Room at the Top (1959 film)
Room at the Top | |
---|---|
Directed by | Jack Clayton |
Screenplay by | Neil Paterson |
Based on | Room at the Top by John Braine |
Produced by | John Woolf James Woolf |
Starring | |
Cinematography | Freddie Francis |
Edited by | Ralph Kemplen |
Music by | Mario Nascimbene |
Production company | |
Distributed by | British Lion Films |
Release date |
|
Running time | 115 minutes |
Country | United Kingdom |
Language | English |
Budget | £280,000[1] or £231,387[2][3] |
Box office | $2,400,000 (US)[4] |
Room at the Top is a 1959 British drama film based on the 1957 novel by John Braine. It was adapted by Neil Paterson (with uncredited work by Mordecai Richler), directed by Jack Clayton (his feature-length debut), and produced by John and James Woolf. The film stars Laurence Harvey, Simone Signoret, Heather Sears, Donald Wolfit, Donald Houston, and Hermione Baddeley.
The film was widely lauded, and it was nominated for six Academy Awards, winning two: Best Actress (Signoret) and Best Adapted Screenplay (Paterson). Its other nominations at the 32nd Academy Awards were for Best Picture, Best Director (Clayton), Best Actor (Harvey), and Best Supporting Actress (Baddeley).[5] Baddeley's performance, consisting of 2 minutes and 19 seconds of screen time, is the shortest ever to be nominated for an acting Oscar.[6]
Plot
[edit]Soon after the Second World War, in the West Riding of Yorkshire, England, Joe Lampton, an ambitious young man, moves from his hometown, the dreary factory town of Dufton, to the somewhat larger town of Warnley to assume a secure but poorly paid and dead-end post in the Borough Treasurer's Department. Determined to get ahead, and ignoring the warnings of his colleague and flatmate Charlie Soames, he pursues Susan Brown, the daughter of a local industrial magnate. She has been dating wealthy Jack Wales but Joe is able to charm her. Mr and Mrs Brown attempt to frustrate Joe's social climbing by persuading Joe's boss to encourage him to pursue a woman of his own class; getting him a job offer back in Dufton, which he refuses when he discovers the machination; and sending Susan on a trip abroad, but Susan remains smitten.
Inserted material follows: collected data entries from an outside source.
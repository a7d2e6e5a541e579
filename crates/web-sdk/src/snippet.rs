//! Inline HTML rendering of a command queue, for pages rendered on the server
//! where the queue is built before the browser ever runs.

use matomo_core::{Command, TrackerResult};

use crate::document::ScriptTag;

/// Render the queued commands as an inline `_paq` bootstrap followed by the
/// Matomo loader tag.
pub fn render_snippet(commands: &[Command], script: &ScriptTag) -> TrackerResult<String> {
    let mut html = String::from("<script>\n");
    html.push_str("var _paq = window._paq = window._paq || [];\n");
    for command in commands {
        let tuple = serde_json::to_string(command)?;
        // `</` inside a string literal would close the inline script.
        html.push_str(&format!("_paq.push({});\n", tuple.replace("</", "<\\/")));
    }
    html.push_str("</script>\n");
    html.push_str(&script.to_html());
    html.push('\n');
    Ok(html)
}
While pursuing Susan, Joe continues to see Alice Aisgill, an unhappily married Frenchwoman ten years his senior who came to England as a teacher a decade earlier and married George Aisgill, a haughty and abusive upper-middle class Englishman who is now having numerous affairs. Joe thinks he is just killing time with Alice and Alice says they can just be "loving friends". Their feelings for each other begin to turn into something more and Joe starts to lose interest in his pursuit of Susan. The relationship is passionate, tempestuous and after a particularly heated argument, Joe switches his focus back to Susan. He manages to take her virginity but is unsatisfied and finds himself drawn back to Alice.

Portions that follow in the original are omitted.